Univariate logistic regression analysis showed that endocan (P = .029) and glucose levels (P = .05) were predictors of OSA severity for the hypertensive OSA group (Table IV). On multiple logistic regression analysis, only the endocan level was an independent predictor of OSA severity in the hypertensive OSA group (P = .043; Table IV).
Discussion
Serum endocan levels are significantly correlated with the AHI in patients with hypertensive OSA but not nonhypertensive OSA. Only a few studies have assessed the relationship between serum endocan levels and OSA severity.13,14 Endocan levels are significantly higher in patients with OSA than in the control groups of these studies, and there is a significant correlation between the severity of OSA and the endocan level. The present study might be the first to evaluate the relationship between AHI and endocan levels in patients with hypertensive OSA.
It is well known that OSA is closely related to cardiovascular events and mortality.17,18 Many factors observed in patients with OSA—such as hypoxemia, systemic hypertension, and increased sympathetic activity—are considered to lead to the development of atherosclerosis.19
Launois et al20 showed that the incidence of OSA increases with age, and there is a correlation between OSA and mortality and morbidity. The present study found a significant correlation between age and OSA severity in the study cohort as a whole, but this correlation was not significant in either subgroup (hypertensive OSA or nonhypertensive OSA). As in Ciavarella et al,21 this study did not find a significant correlation between BMI and AHI in patients with OSA; this lack of correlation was consistent in patients with and without hypertension. Papanas et al22 showed a significant linear correlation between AHI and HbA1c and fasting glucose levels in patients with OSA but without DM. The present study found a significant correlation between HbA1c and AHI in the total OSA cohort, independent of DM status. This correlation held true for the hypertensive OSA group but not the nonhypertensive OSA group.
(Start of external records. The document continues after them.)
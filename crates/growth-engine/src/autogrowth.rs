//! Autogrowth detector.
//!
//! A file grows in discrete increments. Growth since the last increment is
//! kept in a per-file carry; every time the carry covers the next increment
//! one event is emitted. Whatever is left over stays in the carry for the
//! next period, so the sum of emitted increments always equals the size
//! delta plus the old carry minus the new carry.
//!
//! An anomaly override replaces the base increment with small preferred
//! increments. Only increments no larger than `base / frequency_multiplier`
//! are eligible, so the same growth yields at least `frequency_multiplier`
//! times as many events. Configuration loading rejects overrides where no
//! preferred increment fits under that cap.

use chrono::TimeDelta;
use growth_core::{
    AnomalyOverride, AutogrowthEvent, AutogrowthRule, FileType, RandomSource, SimulationPeriod,
};

/// Slack for floating point comparisons of megabyte amounts.
const EPSILON_MB: f64 = 1e-9;

/// Events detected for one file in one period.
#[derive(Debug, Clone, PartialEq)]
pub struct Detection {
    /// Events ordered by increasing size and timestamp
    pub events: Vec<AutogrowthEvent>,
    /// Growth not covered by any event, carried into the next period
    pub carry_mb: f64,
}

impl Detection {
    pub fn total_increment_mb(&self) -> f64 {
        self.events.iter().map(|e| e.increment_mb).sum()
    }
}

/// Detect the autogrowth events caused by a file growing from `old_size_mb`
/// to `new_size_mb` during `period`.
///
/// A shrinking file emits nothing and keeps its carry.
pub fn detect_events<R: RandomSource>(
    old_size_mb: f64,
    new_size_mb: f64,
    carry_mb: f64,
    rule: &AutogrowthRule,
    anomaly: Option<&AnomalyOverride>,
    period: &SimulationPeriod,
    rng: &mut R,
) -> Detection {
    if new_size_mb <= old_size_mb {
        return Detection {
            events: Vec::new(),
            carry_mb,
        };
    }
    let mut pending_mb = carry_mb.max(0.0) + (new_size_mb - old_size_mb);
    // allocated size right after the last emitted increment
    let mut allocated_mb = new_size_mb - pending_mb;

    let anomaly = anomaly.filter(|a| a.applies_to(rule.file_type));
    let mut increments = Vec::new();

    loop {
        let base_mb = rule.increment_for(allocated_mb);
        let increment_mb = match anomaly {
            Some(anomaly) => match anomaly_increment(anomaly, base_mb, pending_mb, rng) {
                Some(mb) => mb,
                None => break,
            },
            None => base_mb,
        };
        if increment_mb <= 0.0 || pending_mb + EPSILON_MB < increment_mb {
            break;
        }
        increments.push((allocated_mb, increment_mb));
        allocated_mb += increment_mb;
        pending_mb -= increment_mb;
    }

    let timestamps = event_timestamps(increments.len(), period, rng);
    let events = increments
        .into_iter()
        .zip(timestamps)
        .map(|((previous_mb, increment_mb), timestamp)| {
            let cost = EventCost::draw(increment_mb, rule.file_type, rng);
            AutogrowthEvent {
                timestamp,
                file_type: rule.file_type,
                previous_mb,
                increment_mb,
                new_mb: previous_mb + increment_mb,
                duration_ms: cost.duration_ms,
                blocking: cost.blocking,
                io_wait_ms: cost.io_wait_ms,
                blocked_processes: cost.blocked_processes,
            }
        })
        .collect();

    Detection {
        events,
        carry_mb: pending_mb.max(0.0),
    }
}

/// Draw the next anomaly increment, or `None` when not even the smallest
/// eligible increment fits in the pending growth.
fn anomaly_increment<R: RandomSource>(
    anomaly: &AnomalyOverride,
    base_mb: f64,
    pending_mb: f64,
    rng: &mut R,
) -> Option<f64> {
    let mut candidates: Vec<f64> = anomaly.preferred_increments_mb.clone();
    candidates.sort_by(f64::total_cmp);

    let cap_mb = base_mb / anomaly.frequency_multiplier.max(1.0);
    let eligible: Vec<f64> = candidates
        .iter()
        .copied()
        .filter(|mb| *mb <= cap_mb)
        .collect();
    // only reachable for percent rules on a file smaller than any it started at
    let eligible = if eligible.is_empty() {
        vec![*candidates.first()?]
    } else {
        eligible
    };

    let smallest = eligible[0];
    if pending_mb + EPSILON_MB < smallest {
        return None;
    }
    let drawn = if rng.chance(anomaly.small_increment_bias) {
        smallest
    } else {
        rng.pick(&eligible).copied().unwrap_or(smallest)
    };
    if pending_mb + EPSILON_MB < drawn {
        Some(smallest)
    } else {
        Some(drawn)
    }
}

/// Sorted event timestamps spread across the period, at millisecond
/// resolution.
fn event_timestamps<R: RandomSource>(
    count: usize,
    period: &SimulationPeriod,
    rng: &mut R,
) -> Vec<chrono::NaiveDateTime> {
    let period_ms = (period.duration_seconds().max(0) * 1000) as f64;
    let mut offsets: Vec<i64> = (0..count)
        .map(|_| rng.uniform(0.0, period_ms) as i64)
        .collect();
    offsets.sort_unstable();
    offsets
        .into_iter()
        .map(|ms| period.start + TimeDelta::milliseconds(ms))
        .collect()
}

/// Simulated cost of one file extension. Larger increments take longer and
/// are more likely to block; log files cannot skip zero-initialisation and
/// are slower per megabyte.
#[derive(Debug, Clone, Copy, PartialEq)]
pub struct EventCost {
    pub duration_ms: u64,
    pub io_wait_ms: u64,
    pub blocking: bool,
    pub blocked_processes: u32,
}

impl EventCost {
    pub fn draw<R: RandomSource>(increment_mb: f64, file_type: FileType, rng: &mut R) -> Self {
        let zeroing = match file_type {
            FileType::Data => 1.0,
            FileType::Log => 1.6,
        };
        let duration_ms =
            ((40.0 + increment_mb * 3.0) * zeroing * rng.uniform(0.8, 1.25)).round() as u64;
        let io_wait_ms = (duration_ms as f64 * rng.uniform(0.15, 0.45)).round() as u64;

        let blocking_probability = (0.15 + increment_mb / 512.0 * 0.6).min(0.95);
        let blocking = rng.chance(blocking_probability);
        let blocked_processes = if blocking {
            let waiting = duration_ms as f64 / 250.0 * rng.uniform(0.5, 1.5);
            (1 + waiting as u32).min(50)
        } else {
            0
        };

        Self {
            duration_ms,
            io_wait_ms,
            blocking,
            blocked_processes,
        }
    }
}
//! Simulation engine for the storage growth simulator.
//!
//! - [`next_period`] computes the 12-hour window following the persisted state
//! - [`simulate_database_period`] grows one database's files and tables
//! - [`detect_events`] turns file growth into discrete autogrowth events
//! - [`advance_database`] runs all three and builds the period's snapshot
//!
//! Nothing in this crate touches the filesystem; every randomized draw comes
//! from the caller's [`RandomSource`](growth_core::RandomSource).

pub mod advance;
pub mod autogrowth;
pub mod engine;
pub mod io;
pub mod scheduler;

#[cfg(test)]
pub(crate) mod testing;

pub use advance::{advance_database, DatabaseAdvance, SimulationContext};
pub use autogrowth::{detect_events, Detection, EventCost};
pub use engine::{simulate_database_period, PeriodOutcome, TableDelta};
pub use io::{simulate_io, PeriodIo, PAGE_SIZE_BYTES};
pub use scheduler::{next_period, simulation_epoch, DAY_START_HOUR, PERIOD_HOURS};
//! Per-server-type baseline templates and per-database overrides.

use serde::{Deserialize, Serialize};

use crate::error::{Result, SimError};
use crate::range::{CountRange, FloatRange};
use crate::records::{FileType, PeriodKind};
use crate::server::ServerType;

/// IO workload shape of a server type.
#[derive(Debug, Clone, PartialEq, Serialize, Deserialize)]
pub struct WorkloadShape {
    /// Page reads per second before day/night scaling
    pub reads_per_sec: FloatRange,
    /// Page writes per second before day/night scaling
    pub writes_per_sec: FloatRange,
    pub day_read_factor: f64,
    pub day_write_factor: f64,
    pub night_read_factor: f64,
    pub night_write_factor: f64,
    /// Megabytes of log growth per megabyte written
    pub log_growth_factor: f64,
}

impl WorkloadShape {
    /// `(read_factor, write_factor)` for the given half of the day.
    pub fn factors(&self, kind: PeriodKind) -> (f64, f64) {
        match kind {
            PeriodKind::Day => (self.day_read_factor, self.day_write_factor),
            PeriodKind::Night => (self.night_read_factor, self.night_write_factor),
        }
    }

    fn validate(&self, what: &str) -> Result<()> {
        self.reads_per_sec
            .validate_non_negative(&format!("{what} reads_per_sec"))?;
        self.writes_per_sec
            .validate_non_negative(&format!("{what} writes_per_sec"))?;
        for (field, value) in [
            ("day_read_factor", self.day_read_factor),
            ("day_write_factor", self.day_write_factor),
            ("night_read_factor", self.night_read_factor),
            ("night_write_factor", self.night_write_factor),
            ("log_growth_factor", self.log_growth_factor),
        ] {
            if !value.is_finite() || value < 0.0 {
                return Err(SimError::config(format!(
                    "{what} {field} must be a non-negative number, got {value}"
                )));
            }
        }
        Ok(())
    }
}

/// How far a file grows on each autogrowth.
#[derive(Debug, Clone, Copy, PartialEq, Serialize, Deserialize)]
#[serde(tag = "mode", rename_all = "snake_case")]
pub enum GrowthIncrement {
    /// Fixed size in megabytes
    Fixed { increment_mb: f64 },
    /// Percent of the currently allocated file size
    Percent { percent: f64 },
}

/// File-growth setting of one file type.
#[derive(Debug, Clone, Copy, PartialEq, Serialize, Deserialize)]
pub struct AutogrowthRule {
    pub file_type: FileType,
    #[serde(flatten)]
    pub growth: GrowthIncrement,
}

impl AutogrowthRule {
    pub fn fixed(file_type: FileType, increment_mb: f64) -> Self {
        Self {
            file_type,
            growth: GrowthIncrement::Fixed { increment_mb },
        }
    }

    pub fn percent(file_type: FileType, percent: f64) -> Self {
        Self {
            file_type,
            growth: GrowthIncrement::Percent { percent },
        }
    }

    /// Increment applied when the file currently has `allocated_mb`.
    ///
    /// Percent increments are whole megabytes and at least 1 MB.
    pub fn increment_for(&self, allocated_mb: f64) -> f64 {
        match self.growth {
            GrowthIncrement::Fixed { increment_mb } => increment_mb,
            GrowthIncrement::Percent { percent } => {
                (allocated_mb.max(0.0) * percent / 100.0).round().max(1.0)
            }
        }
    }

    pub fn validate(&self) -> Result<()> {
        let (field, value) = match self.growth {
            GrowthIncrement::Fixed { increment_mb } => ("increment_mb", increment_mb),
            GrowthIncrement::Percent { percent } => ("percent", percent),
        };
        if !value.is_finite() || value <= 0.0 {
            return Err(SimError::config(format!(
                "{} autogrowth {field} must be positive, got {value}",
                self.file_type
            )));
        }
        Ok(())
    }
}

/// Policy adding data files as the data size grows.
#[derive(Debug, Clone, Copy, PartialEq, Serialize, Deserialize)]
pub struct FileAdditionPolicy {
    pub base_files: u32,
    pub files_per_step: u32,
    pub step_mb: f64,
}

impl FileAdditionPolicy {
    pub fn file_count_for(&self, data_mb: f64) -> u32 {
        let steps = (data_mb.max(0.0) / self.step_mb).floor() as u32;
        self.base_files
            .saturating_add(self.files_per_step.saturating_mul(steps))
    }
}

/// Defaults applied to databases hosted on one server type.
#[derive(Debug, Clone, PartialEq, Serialize, Deserialize)]
pub struct BaselineTemplate {
    pub server_type: ServerType,
    /// Initial data file size of a new database
    pub initial_data_mb: FloatRange,
    /// Initial log file size as a fraction of the data file
    pub log_ratio: f64,
    /// Pattern name used when no per-database assignment exists
    pub default_pattern: String,
    pub io: WorkloadShape,
    pub autogrowth: Vec<AutogrowthRule>,
    pub file_policy: FileAdditionPolicy,
}

impl BaselineTemplate {
    pub fn rule_for(&self, file_type: FileType) -> Result<&AutogrowthRule> {
        self.autogrowth
            .iter()
            .find(|rule| rule.file_type == file_type)
            .ok_or_else(|| {
                SimError::config(format!(
                    "baseline template for {} has no {file_type} autogrowth rule",
                    self.server_type
                ))
            })
    }

    pub fn validate(&self) -> Result<()> {
        let what = format!("baseline template {}", self.server_type);
        self.initial_data_mb
            .validate_non_negative(&format!("{what} initial_data_mb"))?;
        if !self.log_ratio.is_finite() || self.log_ratio < 0.0 {
            return Err(SimError::config(format!(
                "{what} log_ratio must be non-negative"
            )));
        }
        self.io.validate(&what)?;
        for file_type in FileType::ALL {
            self.rule_for(file_type)?.validate()?;
        }
        if self.file_policy.base_files == 0 {
            return Err(SimError::config(format!(
                "{what} file_policy.base_files must be at least 1"
            )));
        }
        if !self.file_policy.step_mb.is_finite() || self.file_policy.step_mb <= 0.0 {
            return Err(SimError::config(format!(
                "{what} file_policy.step_mb must be positive"
            )));
        }
        Ok(())
    }
}

/// Table layout of new databases on one server type.
#[derive(Debug, Clone, PartialEq, Serialize, Deserialize)]
pub struct TablePattern {
    pub server_type: ServerType,
    pub table_count: CountRange,
    pub initial_rows: CountRange,
    pub avg_row_bytes: CountRange,
    /// Probability that a table is subject to a cleanup job
    pub cleanup_probability: f64,
}

impl TablePattern {
    pub fn validate(&self) -> Result<()> {
        let what = format!("table pattern {}", self.server_type);
        self.table_count.validate(&format!("{what} table_count"))?;
        self.initial_rows.validate(&format!("{what} initial_rows"))?;
        self.avg_row_bytes
            .validate(&format!("{what} avg_row_bytes"))?;
        if self.avg_row_bytes.min == 0 {
            return Err(SimError::config(format!(
                "{what} avg_row_bytes must be at least 1"
            )));
        }
        if !(0.0..=1.0).contains(&self.cleanup_probability) {
            return Err(SimError::config(format!(
                "{what} cleanup_probability must be within [0, 1]"
            )));
        }
        Ok(())
    }
}

/// Pattern pinned to one `server/database`.
#[derive(Debug, Clone, PartialEq, Serialize, Deserialize)]
pub struct PatternAssignment {
    pub pattern: String,
    #[serde(default, skip_serializing_if = "Option::is_none")]
    pub start_size_mb: Option<f64>,
}

fn both_file_types() -> Vec<FileType> {
    FileType::ALL.to_vec()
}

/// Atypical autogrowth behaviour for one `server/database`.
#[derive(Debug, Clone, PartialEq, Serialize, Deserialize)]
pub struct AnomalyOverride {
    pub anomaly_scenario: String,
    /// How many times more events than the base rule would produce
    pub frequency_multiplier: f64,
    /// Probability of choosing the smallest eligible increment
    pub small_increment_bias: f64,
    pub preferred_increments_mb: Vec<f64>,
    #[serde(default, skip_serializing_if = "Option::is_none")]
    pub description: Option<String>,
    /// File types the override replaces the base rule for
    #[serde(default = "both_file_types")]
    pub file_types: Vec<FileType>,
}

impl AnomalyOverride {
    pub fn applies_to(&self, file_type: FileType) -> bool {
        self.file_types.contains(&file_type)
    }

    pub fn validate(&self, key: &str) -> Result<()> {
        if self.preferred_increments_mb.is_empty() {
            return Err(SimError::config(format!(
                "anomaly '{key}' needs at least one preferred increment"
            )));
        }
        if self
            .preferred_increments_mb
            .iter()
            .any(|mb| !mb.is_finite() || *mb <= 0.0)
        {
            return Err(SimError::config(format!(
                "anomaly '{key}' preferred increments must be positive"
            )));
        }
        if !self.frequency_multiplier.is_finite() || self.frequency_multiplier < 1.0 {
            return Err(SimError::config(format!(
                "anomaly '{key}' frequency_multiplier must be at least 1"
            )));
        }
        if !(0.0..=1.0).contains(&self.small_increment_bias) {
            return Err(SimError::config(format!(
                "anomaly '{key}' small_increment_bias must be within [0, 1]"
            )));
        }
        Ok(())
    }

    pub fn smallest_increment_mb(&self) -> f64 {
        self.preferred_increments_mb
            .iter()
            .copied()
            .fold(f64::INFINITY, f64::min)
    }

    /// Check the override can multiply the event count of a `base_mb` rule.
    ///
    /// Only preferred increments of at most `base_mb / frequency_multiplier`
    /// are used, so at least one must fit under that cap.
    pub fn validate_base_increment(
        &self,
        key: &str,
        file_type: FileType,
        base_mb: f64,
    ) -> Result<()> {
        let cap_mb = base_mb / self.frequency_multiplier;
        let smallest_mb = self.smallest_increment_mb();
        if smallest_mb > cap_mb {
            return Err(SimError::config(format!(
                "anomaly '{key}' cannot multiply {file_type} autogrowth by {}: smallest preferred \
                 increment {smallest_mb} MB exceeds {base_mb} MB / {} = {cap_mb} MB",
                self.frequency_multiplier, self.frequency_multiplier
            )));
        }
        Ok(())
    }
}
Endocan is secreted from the vascular endothelial system, especially when inflammation is present. Therefore, it may play a role in vascular pathology and inflammation. Serum endocan levels are associated with some types of cancer and with inflammation and cardiovascular events.23 Endocan stimulates smooth muscle proliferation and migration and can cause intimal disruption, which leads to the onset of atherosclerosis. Kose et al24 examined serum endocan levels in patients with acute coronary syndrome and found a significant increase compared with patients in the control group, but there was no correlation with the severity of disease. Hypertension and endothelial dysfunction are interrelated conditions, and their relationship probably represents an inflammatory process caused by oxidative stress. Serum endocan levels are significantly higher in patients with hypertension than in individuals with normal blood pressure.25
The present study has several limitations. First, this was a nonrandomized study and therefore subject to selection bias. Also, endothelial dysfunction was not assessed using flow-mediated dilation or other validated techniques.
In conclusion, there is a significant relationship between serum endocan levels and AHI in patients with OSA and hypertension but not in patients with OSA who do not have hypertension. Endocan measurement may have a place in evaluating patients with hypertensive OSA for adverse cardiovascular events, and it may even help guide OSA therapy for these patients. More investigation is needed to evaluate the relationship between serum endocan levels and OSA severity in patients with OSA but without hypertension.
Author Contributions: All authors made substantial contributions to the conception and design of the study or to data acquisition, analysis, or interpretation. All authors reviewed and approved the final manuscript. Dr Serkan Yazan and Dr Hüseyin Karakurt take full responsibility for the integrity of the submission and publication and were involved in the study design.
Conflict of Interest Disclosures: None
Funding/Support: This study did not receive any financial support.